▶ [What you will do]: For the records below, print every one exactly, with nothing dropped.

▶ [Available data]:
*** Block opens ***

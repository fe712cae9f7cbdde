use crate::models::ApiErrorResponse;
use bytes::Bytes;
use reqwest::StatusCode;
use std::fmt;
use thiserror::Error;

/// Datadog client error types
#[derive(Error, Debug)]
pub enum DatadogError {
    #[error("HTTP request failed: {0}")]
    Http(#[from] reqwest::Error),

    #[error("JSON serialization/deserialization failed: {0}")]
    Json(#[from] serde_json::Error),

    #[error("URL parsing failed: {0}")]
    Url(#[from] url::ParseError),

    #[error("Request body compression failed: {0}")]
    Io(#[from] std::io::Error),

    #[error("Authentication failed: {0}")]
    Auth(String),

    #[error("{0}")]
    Api(#[from] ApiError),

    #[error("Invalid response body: {message}")]
    Decode { message: String, body: Bytes },

    #[error("Invalid parameter: {0}")]
    InvalidParameter(String),

    #[error("Unstable operation '{0}' is disabled")]
    UnstableOperationDisabled(String),

    #[error("Invalid server configuration: {0}")]
    ServerConfiguration(String),
}

/// Result type for Datadog operations
pub type DatadogResult<T> = Result<T, DatadogError>;

impl DatadogError {
    /// Create an authentication error
    pub fn auth_error(message: impl Into<String>) -> Self {
        Self::Auth(message.into())
    }

    /// Create an invalid parameter error
    pub fn invalid_param(message: impl Into<String>) -> Self {
        Self::InvalidParameter(message.into())
    }

    /// Create a server configuration error
    pub fn server_config(message: impl Into<String>) -> Self {
        Self::ServerConfiguration(message.into())
    }

    /// HTTP status of the failed call, when the server answered.
    pub fn status(&self) -> Option<StatusCode> {
        match self {
            Self::Api(err) => Some(err.status()),
            Self::Http(err) => err.status(),
            _ => None,
        }
    }

    /// Raw response body, when one was received.
    pub fn body(&self) -> Option<&[u8]> {
        match self {
            Self::Api(err) => Some(err.body()),
            Self::Decode { body, .. } => Some(body),
            _ => None,
        }
    }
}

/// Error returned for any response with a status of 300 or above.
///
/// The raw body is always kept. When the operation documents the status
/// code, the body is also decoded into [`ApiErrorResponse`].
#[derive(Debug, Clone)]
pub struct ApiError {
    status: StatusCode,
    body: Bytes,
    model: Option<ApiErrorResponse>,
}

impl ApiError {
    pub fn new(status: StatusCode, body: Bytes, model: Option<ApiErrorResponse>) -> Self {
        Self { status, body, model }
    }

    pub fn status(&self) -> StatusCode {
        self.status
    }

    pub fn body(&self) -> &[u8] {
        &self.body
    }

    /// Decoded error payload, if the status code was a documented one.
    pub fn model(&self) -> Option<&ApiErrorResponse> {
        self.model.as_ref()
    }

    /// Error strings from the decoded payload, empty when none was decoded.
    pub fn errors(&self) -> &[String] {
        self.model
            .as_ref()
            .map(|model| model.errors.as_slice())
            .unwrap_or_default()
    }
}

impl fmt::Display for ApiError {
    fn fmt(&self, f: &mut fmt::Formatter<'_>) -> fmt::Result {
        write!(f, "{}", self.status)
    }
}

impl std::error::Error for ApiError {}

*** Block closes ***

▶ [Exercise answer]:
repository fe712cae9f7cbdde
use crate::models::ApiErrorResponse;
use bytes::Bytes;
use reqwest::StatusCode;
use std::fmt;
use thiserror::Error;

/// Datadog client error types
#[derive(Error, Debug)]
pub enum DatadogError {
    #[error("HTTP request failed: {0}")]
    Http(#[from] reqwest::Error),

    #[error("JSON serialization/deserialization failed: {0}")]
    Json(#[from] serde_json::Error),

    #[error("URL parsing failed: {0}")]
    Url(#[from] url::ParseError),

    #[error("Request body compression failed: {0}")]
    Io(#[from] std::io::Error),

    #[error("Authentication failed: {0}")]
    Auth(String),

    #[error("{0}")]
    Api(#[from] ApiError),

    #[error("Invalid response body: {message}")]
    Decode { message: String, body: Bytes },

    #[error("Invalid parameter: {0}")]
    InvalidParameter(String),

    #[error("Unstable operation '{0}' is disabled")]
    UnstableOperationDisabled(String),

    #[error("Invalid server configuration: {0}")]
    ServerConfiguration(String),
}

/// Result type for Datadog operations
pub type DatadogResult<T> = Result<T, DatadogError>;

impl DatadogError {
    /// Create an authentication error
    pub fn auth_error(message: impl Into<String>) -> Self {
        Self::Auth(message.into())
    }

    /// Create an invalid parameter error
    pub fn invalid_param(message: impl Into<String>) -> Self {
        Self::InvalidParameter(message.into())
    }

    /// Create a server configuration error
    pub fn server_config(message: impl Into<String>) -> Self {
        Self::ServerConfiguration(message.into())
    }

    /// HTTP status of the failed call, when the server answered.
    pub fn status(&self) -> Option<StatusCode> {
        match self {
            Self::Api(err) => Some(err.status()),
            Self::Http(err) => err.status(),
            _ => None,
        }
    }

    /// Raw response body, when one was received.
    pub fn body(&self) -> Option<&[u8]> {
        match self {
            Self::Api(err) => Some(err.body()),
            Self::Decode { body, .. } => Some(body),
            _ => None,
        }
    }
}

/// Error returned for any response with a status of 300 or above.
///
/// The raw body is always kept. When the operation documents the status
/// code, the body is also decoded into [`ApiErrorResponse`].
#[derive(Debug, Clone)]
pub struct ApiError {
    status: StatusCode,
    body: Bytes,
    model: Option<ApiErrorResponse>,
}

impl ApiError {
    pub fn new(status: StatusCode, body: Bytes, model: Option<ApiErrorResponse>) -> Self {
        Self { status, body, model }
    }

    pub fn status(&self) -> StatusCode {
        self.status
    }

    pub fn body(&self) -> &[u8] {
        &self.body
    }

    /// Decoded error payload, if the status code was a documented one.
    pub fn model(&self) -> Option<&ApiErrorResponse> {
        self.model.as_ref()
    }

    /// Error strings from the decoded payload, empty when none was decoded.
    pub fn errors(&self) -> &[String] {
        self.model
            .as_ref()
            .map(|model| model.errors.as_slice())
            .unwrap_or_default()
    }
}

impl fmt::Display for ApiError {
    fn fmt(&self, f: &mut fmt::Formatter<'_>) -> fmt::Result {
        write!(f, "{}", self.status)
    }
}

impl std::error::Error for ApiError {}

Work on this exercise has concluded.